Stop. Look. Listen. — Week 4

Welcome to the fourth and final week of Stop.Look.Listen. I’m so glad you’re joining me for this Advent series! Are you ready to press pause together for a few moments? This week’s post is also available as a YouTube video! Just press play below. Or scroll down for the transcript if you’d prefer to read as usual.

The way Advent has fallen this year puts its fourth Sunday right on Christmas Eve. I can hardly believe it has snuck up so quickly! Are you ready to stop, look, and listen one last time with me before the merriment and feasting of Christmas begins? Let’s start with these words of Jesus:

Across the River from the Capital by William Kurelek (1976)

Have you seen the book A Northern Nativity by Canadian artist William Kurelek? It begins like this:

“If it happened here as it happened there…
If it happened now as it happened then…
Who would have seen the miracle?
Who would have brought gifts?
Who would have taken Them in?”

Each page reveals the holy family in a different region or province of Canada. They show up in the foothills of the Rocky Mountains and the fishing village of Peggy’s Cove. They visit Niagara Falls. They pop up in a lumber camp in New Brunswick. They are seen huddled in an igloo in the Northwest Territories and driving a horse and buggy in Mennonite country near Kitchener, Ontario. The painting I’ve chosen for us today comes from that book. It’s called Across the River from the Capital. It shows Mary and Joseph and baby Jesus camped on a riverbank with the Parliament buildings of Ottawa in the distance.

I love this book because it reminds me of how childhood’s imagination can effortlessly blend and blur time and space. Each new scene in the book is presented as a dream of a prairie boy, the artist himself in his childhood. Each night he dreams that Jesus and Mary and Joseph are in a different setting, and yet he seems to be the only one who really recognizes who they are. These depictions of baby Jesus in the here and now remind me of what we’ll call the “third” coming of Christ.

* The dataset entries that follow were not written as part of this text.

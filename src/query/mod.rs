//! Read side over the launch store.
//!
//! The engine never touches the sync path. It takes a validated
//! [`FilterSpec`], runs it against the store in one snapshot, and wraps the
//! page with the pagination block consumers expect.

pub mod compile;

use chrono::{DateTime, Utc};
use serde::Serialize;

use crate::db::LaunchRepository;
use crate::models::{FilterError, FilterParams, FilterSpec, Launch};

#[derive(Debug, Clone, PartialEq, Eq, Serialize)]
pub struct Pagination {
    pub total: u64,
    pub limit: u32,
    pub offset: u64,
    #[serde(rename = "hasMore")]
    pub has_more: bool,
}

#[derive(Debug, Clone, Serialize)]
pub struct SearchResult {
    pub records: Vec<Launch>,
    pub pagination: Pagination,
}

/// Errors from running a query built from raw parameters.
#[derive(Debug)]
pub enum QueryError {
    InvalidFilter(FilterError),
    Store(sqlx::Error),
}

impl std::fmt::Display for QueryError {
    fn fmt(&self, f: &mut std::fmt::Formatter<'_>) -> std::fmt::Result {
        match self {
            QueryError::InvalidFilter(e) => write!(f, "{}", e),
            QueryError::Store(e) => write!(f, "Database error: {}", e),
        }
    }
}

impl std::error::Error for QueryError {
    fn source(&self) -> Option<&(dyn std::error::Error + 'static)> {
        match self {
            QueryError::InvalidFilter(e) => Some(e),
            QueryError::Store(e) => Some(e),
        }
    }
}

impl From<FilterError> for QueryError {
    fn from(e: FilterError) -> Self {
        QueryError::InvalidFilter(e)
    }
}

impl From<sqlx::Error> for QueryError {
    fn from(e: sqlx::Error) -> Self {
        QueryError::Store(e)
    }
}

pub struct QueryEngine {
    repo: LaunchRepository,
}

impl QueryEngine {
    pub fn new(repo: LaunchRepository) -> Self {
        Self { repo }
    }

    /// Runs a validated filter.
    pub async fn search(&self, spec: &FilterSpec) -> Result<SearchResult, sqlx::Error> {
        let (records, total) = self.repo.query(spec).await?;
        let has_more = spec.offset() + (records.len() as u64) < total;

        Ok(SearchResult {
            pagination: Pagination {
                total,
                limit: spec.limit(),
                offset: spec.offset(),
                has_more,
            },
            records,
        })
    }

    /// Validates raw key/value parameters, then runs them.
    pub async fn search_params(
        &self,
        params: &FilterParams,
        now: DateTime<Utc>,
    ) -> Result<SearchResult, QueryError> {
        let spec = FilterSpec::from_params(params, now)?;
        Ok(self.search(&spec).await?)
    }

    pub async fn get(&self, id: &str) -> Result<Option<Launch>, sqlx::Error> {
        self.repo.get_by_id(id).await
    }
}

We know about His first coming. We eagerly anticipate His second coming. But there is a third coming in which we encounter Him in our day to day lives, right here, right now. These are the comings we must remain alert for every season of the year and every day of our lives…when He speaks through undeniable circumstances that far surpass coincidence, when He nudges us to action, when He assures us of His presence and peace. These are the comings we need open eyes and open ears to notice.

The scripture we read today reminds us of another dimension of these third comings of Christ — in serving what He calls the “least of His brothers and sisters.” Later in that passage, those who ignored the needs of the poor and hungry and sick and imprisoned answer Him, puzzled over what in the world He is talking about. They have no recollection of running into Jesus. But what I found especially insightful when I recently read these verses is that the righteous are just as puzzled as the unrighteous! I never noticed that before. They also ask Jesus, “When did we see you?” I guess I just assumed that those who fed and clothed and cared for the less fortunate knew what they were doing. But this story seems to indicate they were just as confused as the hard-hearted ones who didn’t do those things at all.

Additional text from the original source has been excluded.